Eugene Sunshine, NU’s senior vice president for business and finance, said he wrote Crum a letter saying the university would go to the Evanston City Council first before talking to Kendall officials about the property.
“What we wanted to tell the city was that we had made no decision about whether we wanted to pursue it,” Sunshine said.
Sunshine declined to discuss any uses the university would consider for Kendall’s property, since its purchase is not currently being considered.
“Any land that we were potentially interested would be used for a number of uses,” he said. “We’re not going to put a manufacturing plant there because, obviously, that’s not what we do here.”
The only use currently permitted on Kendall’s campus, located between Lincoln and Colfax streets and Orrington and Sherman avenues, is university instruction and housing.
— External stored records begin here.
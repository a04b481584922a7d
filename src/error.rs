use std::fmt::{Display, Formatter};
use std::io;
use thiserror::Error;
use crate::packet::CodecError;
use crate::sender::SenderState;
use crate::sequence::SequenceBit;

/// The reason for a single failed attempt to get a packet acknowledged. These are retried, and
///  they become visible to the caller only as the last failure before the retry budget ran out.
#[derive(Debug, Clone, Copy, PartialEq, Eq)]
pub enum FailureKind {
    AckTimeout,
    /// a datagram other than the ack sentinel arrived while waiting for an ack
    InvalidAck,
    Receive(io::ErrorKind),
    Send(io::ErrorKind),
}

impl Display for FailureKind {
    fn fmt(&self, f: &mut Formatter<'_>) -> std::fmt::Result {
        match self {
            FailureKind::AckTimeout => write!(f, "timed out waiting for ack"),
            FailureKind::InvalidAck => write!(f, "received invalid ack"),
            FailureKind::Receive(kind) => write!(f, "receive error: {}", kind),
            FailureKind::Send(kind) => write!(f, "send error: {}", kind),
        }
    }
}

/// Terminal failures of a transfer, i.e. everything that is not retried (any further)
#[derive(Debug, Error)]
pub enum TransferError {
    #[error("failed to send packet with sequence {sequence} after {retries} attempts, last failure: {last_failure}")]
    RetriesExhausted {
        sequence: SequenceBit,
        retries: u32,
        last_failure: FailureKind,
    },

    #[error("sender is {0:?} - a new transfer requires a new sender")]
    InvalidState(SenderState),

    #[error("codec error: {0}")]
    Codec(#[from] CodecError),

    #[error("giving up after {consecutive_errors} consecutive receive errors: {source}")]
    ReceiveFailed {
        consecutive_errors: u32,
        #[source]
        source: io::Error,
    },

    /// The byte source or sink failed - this is fatal and never retried
    #[error("resource error: {0:#}")]
    Resource(anyhow::Error),
}
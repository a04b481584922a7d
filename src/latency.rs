//! Latency instrumentation for transfers: the sender records one round trip time per
//!  acknowledged packet, the receiver records the processing time per datagram.

use std::fmt::{Display, Formatter};
use std::time::Duration;
use tokio::time::Instant;

/// Throughput is reported as 0 for transfers shorter than this to avoid meaningless numbers
const MIN_ELAPSED_FOR_THROUGHPUT: Duration = Duration::from_millis(1);

/// Bin width (in millis) used when all samples are (almost) equal
const DEGENERATE_BIN_WIDTH_MILLIS: f64 = 1.0;

const HISTOGRAM_BAR_WIDTH: usize = 60;

#[derive(Clone, Copy, Debug, PartialEq, Eq)]
struct Sample {
    duration: Duration,
    is_retry: bool,
}

#[derive(Clone, Debug, Default)]
pub struct LatencyRecorder {
    samples: Vec<Sample>,
    start_time: Option<Instant>,
    end_time: Option<Instant>,
    total_bytes: usize,
}

impl LatencyRecorder {
    pub fn new() -> LatencyRecorder {
        Default::default()
    }

    pub fn start_transfer(&mut self) {
        self.start_transfer_at(Instant::now());
    }

    pub fn start_transfer_at(&mut self, at: Instant) {
        self.start_time = Some(at);
        self.end_time = None;
    }

    pub fn end_transfer(&mut self, total_bytes: usize) {
        self.end_transfer_at(Instant::now(), total_bytes);
    }

    pub fn end_transfer_at(&mut self, at: Instant, total_bytes: usize) {
        self.end_time = Some(at);
        self.total_bytes = total_bytes;
    }

    pub fn record(&mut self, duration: Duration, is_retry: bool) {
        self.samples.push(Sample { duration, is_retry });
    }

    pub fn len(&self) -> usize {
        self.samples.len()
    }

    pub fn is_empty(&self) -> bool {
        self.samples.is_empty()
    }

    pub fn retry_count(&self) -> usize {
        self.samples.iter()
            .filter(|s| s.is_retry)
            .count()
    }

    /// Time between start and end of the transfer, or zero if the transfer was not started
    ///  and ended
    pub fn elapsed(&self) -> Duration {
        match (self.start_time, self.end_time) {
            (Some(start), Some(end)) => end.saturating_duration_since(start),
            _ => Duration::ZERO,
        }
    }

    pub fn summary(&self) -> LatencySummary {
        let count = self.samples.len();
        let retries = self.retry_count();
        let elapsed = self.elapsed();

        let throughput = if elapsed < MIN_ELAPSED_FOR_THROUGHPUT {
            0.0
        }
        else {
            self.total_bytes as f64 / elapsed.as_secs_f64()
        };

        if count == 0 {
            return LatencySummary {
                count,
                retries,
                mean: Duration::ZERO,
                median: Duration::ZERO,
                min: Duration::ZERO,
                max: Duration::ZERO,
                retry_rate: 0.0,
                elapsed,
                total_bytes: self.total_bytes,
                throughput,
            };
        }

        let mut sorted = self.samples.iter()
            .map(|s| s.duration)
            .collect::<Vec<_>>();
        sorted.sort();

        let total = sorted.iter().sum::<Duration>();
        let median = if count % 2 == 0 {
            (sorted[count / 2 - 1] + sorted[count / 2]) / 2
        }
        else {
            sorted[count / 2]
        };

        LatencySummary {
            count,
            retries,
            mean: mean(total, count),
            median,
            min: sorted[0],
            max: sorted[count - 1],
            retry_rate: retries as f64 / count as f64,
            elapsed,
            total_bytes: self.total_bytes,
            throughput,
        }
    }

    /// Buckets all samples into `num_bins` equal-width bins between the smallest and the biggest
    ///  sample. Returns `None` if there are no samples or no bins.
    pub fn histogram(&self, num_bins: usize) -> Option<Histogram> {
        if num_bins == 0 || self.samples.is_empty() {
            return None;
        }

        let sample_millis = self.samples.iter()
            .map(|s| millis(s.duration))
            .collect::<Vec<_>>();
        let min = sample_millis.iter().cloned().fold(f64::INFINITY, f64::min);
        let max = sample_millis.iter().cloned().fold(f64::NEG_INFINITY, f64::max);

        let mut bin_width = (max - min) / num_bins as f64;
        if bin_width < 0.00001 {
            bin_width = DEGENERATE_BIN_WIDTH_MILLIS;
        }

        let mut counts = vec![0usize; num_bins];
        for m in sample_millis {
            let bin = (((m - min) / bin_width) as usize).min(num_bins - 1);
            counts[bin] += 1;
        }

        Some(Histogram {
            min_millis: min,
            bin_width_millis: bin_width,
            counts,
        })
    }
}

#[derive(Clone, Debug, PartialEq)]
pub struct LatencySummary {
    pub count: usize,
    pub retries: usize,
    pub mean: Duration,
    pub median: Duration,
    pub min: Duration,
    pub max: Duration,
    /// fraction of samples that were flagged as retries, in [0, 1]
    pub retry_rate: f64,
    pub elapsed: Duration,
    pub total_bytes: usize,
    /// bytes per second
    pub throughput: f64,
}

fn millis(d: Duration) -> f64 {
    d.as_nanos() as f64 / 1_000_000.0
}

/// NB: `Duration` only divides by `u32`, so bigger counts fall back to float division
fn mean(total: Duration, count: usize) -> Duration {
    match u32::try_from(count) {
        Ok(count) => total / count,
        Err(_) => total.div_f64(count as f64),
    }
}

impl Display for LatencySummary {
    fn fmt(&self, f: &mut Formatter<'_>) -> std::fmt::Result {
        writeln!(f, "===== Latency and Performance Statistics =====")?;
        writeln!(f, "Total packets: {}", self.count)?;
        writeln!(f, "Total retries: {}", self.retries)?;
        writeln!(f, "Retry rate: {:.2}%", self.retry_rate * 100.0)?;
        writeln!(f, "Average latency: {:.2} ms", millis(self.mean))?;
        writeln!(f, "Median latency: {:.2} ms", millis(self.median))?;
        writeln!(f, "Minimum latency: {:.2} ms", millis(self.min))?;
        writeln!(f, "Maximum latency: {:.2} ms", millis(self.max))?;
        writeln!(f, "Total transfer time: {:.2} ms", millis(self.elapsed))?;
        writeln!(f, "Data transferred: {} bytes", self.total_bytes)?;
        write!(f, "Throughput: {:.2} KB/s", self.throughput / 1024.0)
    }
}

#[derive(Clone, Debug, PartialEq)]
pub struct Histogram {
    pub min_millis: f64,
    pub bin_width_millis: f64,
    pub counts: Vec<usize>,
}

impl Histogram {
    /// (start, end) of a bin in millis
    pub fn bin_range(&self, bin: usize) -> (f64, f64) {
        let start = self.min_millis + bin as f64 * self.bin_width_millis;
        (start, start + self.bin_width_millis)
    }
}

impl Display for Histogram {
    fn fmt(&self, f: &mut Formatter<'_>) -> std::fmt::Result {
        writeln!(f, "Latency Distribution:")?;

        let max_count = self.counts.iter().cloned().max().unwrap_or(0).max(1);
        for (bin, &count) in self.counts.iter().enumerate() {
            let (start, end) = self.bin_range(bin);
            let bar_len = HISTOGRAM_BAR_WIDTH * count / max_count;
            writeln!(f, "{:6.1} - {:6.1} ms: {} ({})", start, end, "#".repeat(bar_len), count)?;
        }
        Ok(())
    }
}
The property also lies within the Northeast Evanston Historic District, which requires approval of alterations to buildings from the preservation commission.
“Without a rezone there aren’t too many possibilities (for reuse),” Crum said.
But Ald. Elizabeth Tisdahl (7th) has proposed that the city look into rezoning the property for single-family residential use.
Tisdahl could not be reached for comment. Any change in the area’s zoning would have to go through the city’s Planning Commission and Planning and Development Committee before final approval by the City Council, Crum said. The process could take several months to complete.
According to the Chicago Tribune article about Kendall’s proposed move, the 69-year-old college is negotiating a deal to move into a $37.5-million facility formerly occupied by Chicago-based Sara Lee Corporation.
Sara Lee closed the facility in 2001 after acquiring Earthgrains Co. and either laid off or relocated its 325 employees at that location to its bakery unit in St. Louis or its meat and food-service businesses in Cincinnati.
The 148,000-square-foot complex includes large kitchens, laboratories and office space, according to the Tribune article.
A spokesperson for Kendall College did not return calls for comment or confirmation of the institution’s plans. A Sara Lee spokeswoman also did not return calls.
Kendall College is best known for its culinary arts program but also awards degrees in criminal justice management, business and technology, early childhood education, hospitality management and interdisciplinary studies.
The school, which has about 600 students, offers four-year degrees as well as associate’s degrees and certificates.
It has two residence halls on campus that house about 150 students.
Kendall’s current president, Howard Tullman, is an NU alumnus and an adjunct professor at the Kellogg Graduate School of Management. He was appointed as Kendall’s eighth president in September 2002.